Salmo 91
La oración de amparo que se reza en el peligro desde hace siglos.
El que se acoge al asilo del Altísimo, descansará siempre bajo la protección del Dios del cielo.
Él dirá al Señor: Tú eres mi amparo y refugio; el Dios mío en quien esperaré.
Porque él me ha librado del lazo de los cazadores y de terribles adversidades.
Con sus alas te hará sombra, y debajo de sus plumas estarás confiado.
Su verdad te cercará como escudo; no temerás terrores nocturnos,
ni la saeta disparada de día, ni al enemigo que anda en tinieblas, ni los asaltos del demonio en medio del día.
Caerán muertos a tu siniestra mil y diez mil a tu diestra; mas nada te pasará a ti.
Tú lo estarás contemplando con tus propios ojos, y verás el pago que se da a los pecadores, y exclamarás:
¡Oh! y cómo eres tú, ¡oh Señor, mi esperanza! Tú ¡oh justo! has escogido al Altísimo para asilo tuyo.
No llegará a ti el mal, ni el azote se acercará a tu morada.
Porque él mandó a sus ángeles que cuidasen de ti; los cuales te guardarán en cuantos pasos dieres.
Te llevarán en las palmas de sus manos; no sea que tropiece tu pie en alguna piedra.
Andarás sobre áspides y víboras, y hollarás los leones y dragones.
Ya que ha esperado en mí, yo le libraré; yo lo protegeré, pues ha conocido mi Nombre.
Clamará a mí, y lo oiré benigno. Con él estoy en la tribulación; lo pondré a salvo, y lo llenaré de gloria.
Lo sacaré con una vida muy larga, y le haré ver el salvador que enviaré.
Puedes terminar diciendo: Gloria al Padre, y al Hijo, y al Espíritu Santo.
Oración tradicional · Traducción de Félix Torres Amat (1825), dominio público
Qué dice el Salmo 91
El Salmo 91 es una de las oraciones de confianza más antiguas que se conservan. Todo él gira en torno a una sola idea: quien se pone en manos de Dios está a salvo, aunque el peligro lo rodee.
Sus imágenes son muy concretas y por eso siguen funcionando. Dios aparece como un refugio donde entrar, como un ave que cubre a sus crías con las alas y como un escudo que rodea al que confía. Frente a eso se enumeran los peligros de cualquier época: la trampa del cazador, la enfermedad, el terror de la noche, la flecha que vuela de día.

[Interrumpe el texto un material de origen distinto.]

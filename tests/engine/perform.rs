//! Integration tests for action processing
//!
//! Tests the state change each command makes and what a failure leaves behind.

use delve_engine::{Engine, EngineConfig, SourceSnapshot, perform_action};
use delve_foundation::{Direction, ErrorKind, RecordType};
use delve_storage::{
    Action, ActionCharacter, ActionObject, Actor, ActorRef, CharacterInstance,
    CharacterInstanceView, Command, Holder, LocationContext, Lock, MonsterInstanceView, Repository,
    ViewRepository,
};

use crate::fixture::world;

fn hero_location(world: &crate::fixture::World) -> delve_foundation::LocationInstanceId {
    let mut tx = world.begin();
    ViewRepository::<CharacterInstanceView>::get_view(&mut tx, world.hero, Lock::None)
        .unwrap()
        .location_instance_id
}

// =============================================================================
// Move
// =============================================================================

#[test]
fn move_relocates_the_character() {
    let world = world();
    let armory = world.location("Armory");

    let records = world.play("move north");

    assert_eq!(hero_location(&world), armory);
    assert_eq!(records.action.location_instance_id, armory);
    assert_eq!(
        records.action.command,
        Command::Move {
            direction: Direction::North,
            location_instance_id: armory,
        }
    );
    assert_eq!(records.source.location_instance_id(), armory);

    // Both groups show the armory as the hero found it: the hero and the ghoul.
    let current = &records.current_location;
    assert_eq!(current.location_instance_id, armory);
    assert_eq!(current.characters.len(), 1);
    assert_eq!(current.monsters[0].name, "Ghoul");
    assert!(current.objects.is_empty());
    assert_eq!(records.target_location.as_ref(), Some(current));

    let mut tx = world.begin();
    let stored = world
        .engine
        .get_action_record_set(&mut tx, records.action.id)
        .unwrap();
    assert_eq!(stored, records);
}

#[test]
fn performed_move_carries_the_destination() {
    let world = world();
    let hall = world.location("Hall");
    let armory = world.location("Armory");
    let mut tx = world.begin();

    let actor = Actor::load(&mut tx, ActorRef::Character(world.hero), Lock::None).unwrap();
    let location = LocationContext::load(&mut tx, hall).unwrap();
    let action = Action::new(
        world.dungeon,
        hall,
        actor.actor_ref(),
        Command::Move {
            direction: Direction::North,
            location_instance_id: armory,
        },
    );

    let performed = perform_action(&mut tx, &actor, &action, &location).unwrap();
    assert_eq!(performed.location_instance_id, armory);
    assert_eq!(performed.command, action.command);

    // Commands that stay put come back unchanged.
    let look = Action::new(
        world.dungeon,
        armory,
        actor.actor_ref(),
        Command::Look(delve_storage::LookTarget::Location {
            location_instance_id: armory,
            direction: None,
        }),
    );
    let location = LocationContext::load(&mut tx, armory).unwrap();
    assert_eq!(perform_action(&mut tx, &actor, &look, &location).unwrap(), look);
}

#[test]
fn move_without_exit_writes_nothing() {
    let world = world();
    let mut tx = world.begin();

    let err = world
        .engine
        .process_character_action(&mut tx, world.dungeon, world.hero, "move west")
        .unwrap_err();
    assert!(matches!(err.kind, ErrorKind::UnresolvedTarget { .. }));
    assert_eq!(
        err.context.as_ref().and_then(|c| c.sentence.as_deref()),
        Some("move west")
    );
    assert_eq!(tx.write_count(), 0);
}

#[test]
fn stale_origin_is_rejected() {
    let world = world();
    let crypt = world.location("Crypt");
    let armory = world.location("Armory");
    let mut tx = world.begin();

    let actor = Actor::load(&mut tx, ActorRef::Character(world.hero), Lock::None).unwrap();
    let location = LocationContext::load(&mut tx, actor.location_instance_id()).unwrap();
    // Claims the hero set out from the crypt, which is not where the hero stands.
    let action = Action::new(
        world.dungeon,
        crypt,
        actor.actor_ref(),
        Command::Move {
            direction: Direction::North,
            location_instance_id: armory,
        },
    );

    let err = perform_action(&mut tx, &actor, &action, &location).unwrap_err();
    assert!(matches!(err.kind, ErrorKind::Validation(_)));
}

// =============================================================================
// Objects
// =============================================================================

#[test]
fn stash_then_equip_then_drop() {
    let world = world();
    let hall = world.location("Hall");

    let records = world.play("stash the lamp");
    let lamp = world.object("Lamp");
    assert_eq!(lamp.holder(), Some(Holder::Character(world.hero)));
    assert!(lamp.is_stashed);
    let row = records.stashed_object.as_ref().unwrap();
    assert_eq!(row.record_type, RecordType::Stashed);
    assert_eq!(row.location_instance_id, hall);
    assert!(row.is_stashed);

    let records = world.play("equip lamp");
    let lamp = world.object("Lamp");
    assert!(lamp.is_equipped && !lamp.is_stashed);
    assert!(records.equipped_object.as_ref().unwrap().is_equipped);

    let records = world.play("drop lamp");
    let lamp = world.object("Lamp");
    assert_eq!(lamp.location_instance_id, Some(hall));
    assert_eq!(lamp.holder(), None);
    let row = records.dropped_object.as_ref().unwrap();
    assert_eq!(row.record_type, RecordType::Dropped);
    assert_eq!(row.location_instance_id, hall);
    assert!(!row.is_stashed && !row.is_equipped);
}

#[test]
fn held_objects_are_source_rows() {
    let world = world();
    world.play("stash lamp");
    world.play("equip shield");

    let records = world.play("look");
    let mut names: Vec<_> = records.source_objects.iter().map(|o| o.name.as_str()).collect();
    names.sort_unstable();
    assert_eq!(names, vec!["Lamp", "Shield"]);
    assert!(
        records
            .source_objects
            .iter()
            .all(|o| o.record_type == RecordType::Source)
    );
    assert!(records.current_location.objects.is_empty());
}

#[test]
fn held_object_snapshots_can_be_disabled() {
    let mut world = world();
    world.play("stash lamp");
    world.engine = Engine::new(EngineConfig::new().with_snapshot_held_objects(false));

    let records = world.play("look");
    assert!(records.source_objects.is_empty());
}

// =============================================================================
// Look and Attack
// =============================================================================

#[test]
fn attack_changes_nothing_but_is_recorded() {
    let world = world();
    world.play("move north");
    let ghoul = world.monster("Ghoul");

    let records = world.play("attack the ghoul");
    assert_eq!(records.action.command.target_monster(), Some(ghoul));
    let target = records.target_monster.as_ref().unwrap();
    assert_eq!(target.record_type, RecordType::Target);

    let mut tx = world.begin();
    let view = ViewRepository::<MonsterInstanceView>::get_view(&mut tx, ghoul, Lock::None).unwrap();
    assert_eq!(view.current, view.maximum);
}

#[test]
fn look_into_neighbor_snapshots_its_occupants() {
    let world = world();
    let records = world.play("look down");

    assert_eq!(hero_location(&world), world.location("Hall"));
    let crypt = records.target_location.as_ref().unwrap();
    assert_eq!(crypt.monsters[0].name, "Skeleton");
    // The skeleton's club is carried, so it is not a floor occupant.
    assert!(crypt.objects.is_empty());
}

// =============================================================================
// Rejections
// =============================================================================

#[test]
fn overlong_sentence_is_rejected_before_resolution() {
    let world = world();
    let engine = Engine::new(EngineConfig::new().with_max_sentence_length(10));
    let mut tx = world.begin();

    let err = engine
        .process_character_action(&mut tx, world.dungeon, world.hero, "look at the lamp")
        .unwrap_err();
    assert!(matches!(
        err.kind,
        ErrorKind::SentenceTooLong { length: 16, limit: 10 }
    ));
    assert_eq!(tx.write_count(), 0);
}

#[test]
fn actor_must_belong_to_the_dungeon_instance() {
    let world = world();
    let mut tx = world.begin();
    let other = world
        .engine
        .create_dungeon_instance(&mut tx, world.dungeon_id)
        .unwrap();

    let err = world
        .engine
        .process_character_action(&mut tx, other.id, world.hero, "look")
        .unwrap_err();
    assert!(matches!(err.kind, ErrorKind::Validation(_)));
}

#[test]
fn rollback_leaves_no_rows() {
    let world = world();
    let mut tx = world.begin();
    world
        .engine
        .process_character_action(&mut tx, world.dungeon, world.hero, "stash lamp")
        .unwrap();
    assert!(tx.write_count() > 0);
    tx.rollback();

    let tables = world.store.snapshot().unwrap();
    assert!(tables.table::<Action>().is_empty());
    assert!(tables.table::<ActionCharacter>().is_empty());
    assert!(tables.table::<ActionObject>().is_empty());
    let hero = tables.table::<CharacterInstance>().get(world.hero).unwrap();
    assert_eq!(hero.location_instance_id, world.location("Hall"));
    assert_eq!(world.object("Lamp").location_instance_id, Some(world.location("Hall")));
}

#[test]
fn source_row_names_the_actor() {
    let world = world();
    let records = world.play("look");
    match &records.source {
        SourceSnapshot::Character(row) => {
            assert_eq!(row.character_instance_id, world.hero);
            assert_eq!(row.record_type, RecordType::Source);
            assert_eq!(row.name, "Hero");
        }
        SourceSnapshot::Monster(_) => panic!("hero should be a character source"),
    }
}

La parte final cambia de voz: ya no habla el orante, sino Dios mismo, que promete responder a quien lo invoque y estar con él en la angustia. Ese cierre es el que explica que el salmo se haya rezado durante siglos junto a la cama de un enfermo, antes de un viaje o en tiempos de epidemia.
La promesa de que Dios encargará a sus ángeles que guarden los pasos del justo es también una de las citas bíblicas más conocidas, porque aparece en el Evangelio en el relato de las tentaciones de Jesús.
Por qué se reza como oración de protección
El uso del Salmo 91 como oración de amparo es antiquísimo. En latín se le conoce por sus primeras palabras, «Qui habitat», y con ese nombre la liturgia romana lo ha asociado tradicionalmente al tiempo de Cuaresma.
Muchas personas lo rezan antes de dormir, y la costumbre encaja con su contenido: el salmo habla del terror de la noche y del descanso protegido.
Conviene entender bien qué promete y qué no. El salmo no garantiza una vida sin dificultades ni funciona como un amuleto: es una profesión de confianza. De hecho, en el relato evangélico de las tentaciones es el tentador quien cita estos versículos para empujar a Jesús a forzar un milagro, y Jesús responde que no se debe tentar a Dios. Rezarlo es ponerse en manos de Dios, no reclamarle inmunidad.
Por qué a veces aparece como Salmo 90
Si buscas este salmo en una Biblia antigua o en un libro litúrgico en latín, puede que lo encuentres numerado como Salmo 90. No es un error.
Las Biblias en hebreo y las traducciones modernas siguen una numeración; la traducción griega de los Setenta y la Vulgata latina siguen otra, con un desfase de un número en buena parte del salterio, porque agrupan de forma distinta algunos salmos. Por eso muchas ediciones católicas lo citan como «Salmo 91 (90)». Es el mismo texto.
El texto que aparece en esta página procede de la traducción al español de Félix Torres Amat, publicada en 1825 a partir de la Vulgata latina y basada en el trabajo previo de José Miguel Petisco. Fue la primera Biblia católica en español de amplia difusión y se encuentra en dominio público.
Su lenguaje es el de su época, de ahí expresiones como «a tu siniestra» por «a tu izquierda». La edición incluye además pequeñas aclaraciones del traductor intercaladas en el texto; en esta página se han omitido para no interrumpir la lectura del salmo.